The afternoon of the fire, McDaniels, who suffers from migraines, laid down to take a nap in the mobile home she shared with Svenson. She woke to a crashing sound. The house was filled with smoke and the windows glowed red. She ran to the door, but the handle was too hot to touch. She pulled it open with a towel and started running. Houses on both sides of the street were ablaze and no one else was around. She ran until she couldn’t anymore. She started screaming. Then she saw a man spraying down his house with a hose. He was in shock, she thinks. They jumped in his truck and took off.
Svenson was at work when he heard about the fire and skirted police barricades until he reached the entrance to the park. It was so hot, he had to back up. Svenson and McDaniels found each other at the Jackson County fairgrounds, which had been transformed into an encampment. When Svenson pulled in he noticed his gas tank was completely empty. He’d been running on fumes. They ran toward each other, arms outstretched.
“Now when this becomes a Lifetime movie, I want Sandra Bullock for her,” says Svenson. “I’m going to be played by Kiefer Sutherland.”
The pair grin at each other. He’s a screen printer, with long hair tied into a ponytail and a bushy beard. He talks a mile a minute. When McDaniels interjects, she’s a quiet and calm antidote to his energy. They met 30 years ago at a party in Hayward, California. He offered her a slice of pizza, and they’ve been together since.

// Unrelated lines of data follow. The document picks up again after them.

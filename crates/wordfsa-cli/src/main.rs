mod cli;
mod commands;

use cli::{CompleteParams, DumpParams, ReduceParams, WdParams, build_cli};

fn main() {
    let matches = build_cli().get_matches();

    match matches.subcommand() {
        Some(("complete", m)) => {
            let params = CompleteParams::from_matches(m);
            commands::complete::run(params.into());
        }
        Some(("reduce", m)) => {
            let params = ReduceParams::from_matches(m);
            commands::reduce::run(params.into());
        }
        Some(("dump", m)) => {
            let params = DumpParams::from_matches(m);
            commands::dump::run(params.into());
        }
        Some(("wd", m)) => {
            let params = WdParams::from_matches(m);
            commands::wd::run(params.into());
        }
        _ => unreachable!("clap should have caught this"),
    }
}
//! Reduce words with a compiled system.

use std::path::PathBuf;

use super::loader;
use super::run_common::fail;

pub struct ReduceArgs {
    pub system: PathBuf,
    pub words: Vec<String>,
}

pub fn run(args: ReduceArgs) {
    let system = loader::load_system(&args.system).unwrap_or_else(|e| fail(e));
    let alphabet = system.alphabet();

    for text in &args.words {
        let word = alphabet
            .parse_word(text)
            .unwrap_or_else(|e| fail(format!("'{}': {}", text, e)));
        let reduced = system
            .reduced(&word)
            .unwrap_or_else(|e| fail(format!("'{}': {}", text, e)));
        println!("{}", alphabet.display_word(&reduced));
    }
}
//! Compiled rewriting systems for wordfsa.
//!
//! A [`RewritingSystem`] is a frozen, dense automaton built from a set of
//! oriented rules. It is decoupled from the completion engine that found the
//! rules: once compiled it holds no references into the engine and can be
//! saved as a checksummed binary module ([`module`]) or as the JSON
//! serialized shape shared with the engine.

mod dump;
pub mod module;
mod system;

#[cfg(test)]
mod dump_tests;
#[cfg(test)]
mod system_tests;

pub use module::{Header, MAGIC, ModuleError, SECTION_ALIGN, SectionOffsets, VERSION};
pub use system::{BuildError, RewritingSystem, RuleId, StateId};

McDaniels believes they experienced divine intervention on the Tuesday of the fire. The noise that woke her, the gas tank that kept giving, the fact that she ran on an ankle that never healed from a bad break. Perhaps it was the doing of their son, she says, who died 10 years ago in a car accident at age 19. The urn with his remains was in their home, and they haven’t been able to retrieve it. They didn’t intend to leave their son there, Svenson says. “But it’s the only thing we need.”
He wraps McDaniels in a hug. They’ve stayed together, he says, “through the pain of 2010 and the pain of 2020.”
“It brings us together,” McDaniels adds. “It tears some people apart.”
Before the fire, she had wanted to leave Oregon. But in the days after the fire, she watched the outpouring of support: A friend who set up a bed for them; the bikers having a fish fry in the Walmart parking lot; Svenson’s boss, who handed him $1,000 without comment.
She looks around the darkening parking lot at Ringgard, who stands nearby with a beer. They’d recognized him from their mobile home park in Phoenix a few days after the fire and urged him to get a room at the Best Western. “Since coming here I’ve gained so many friends,” she says. “That’s the reason I’m going to stay.”
Svenson and McDaniels plan to get married and settle on a piece of land with no trees. McDaniels points at a tote bag of insurance paperwork she’s been working on.
“They say Phoenix will rise from the ashes,” she says. “And it will.”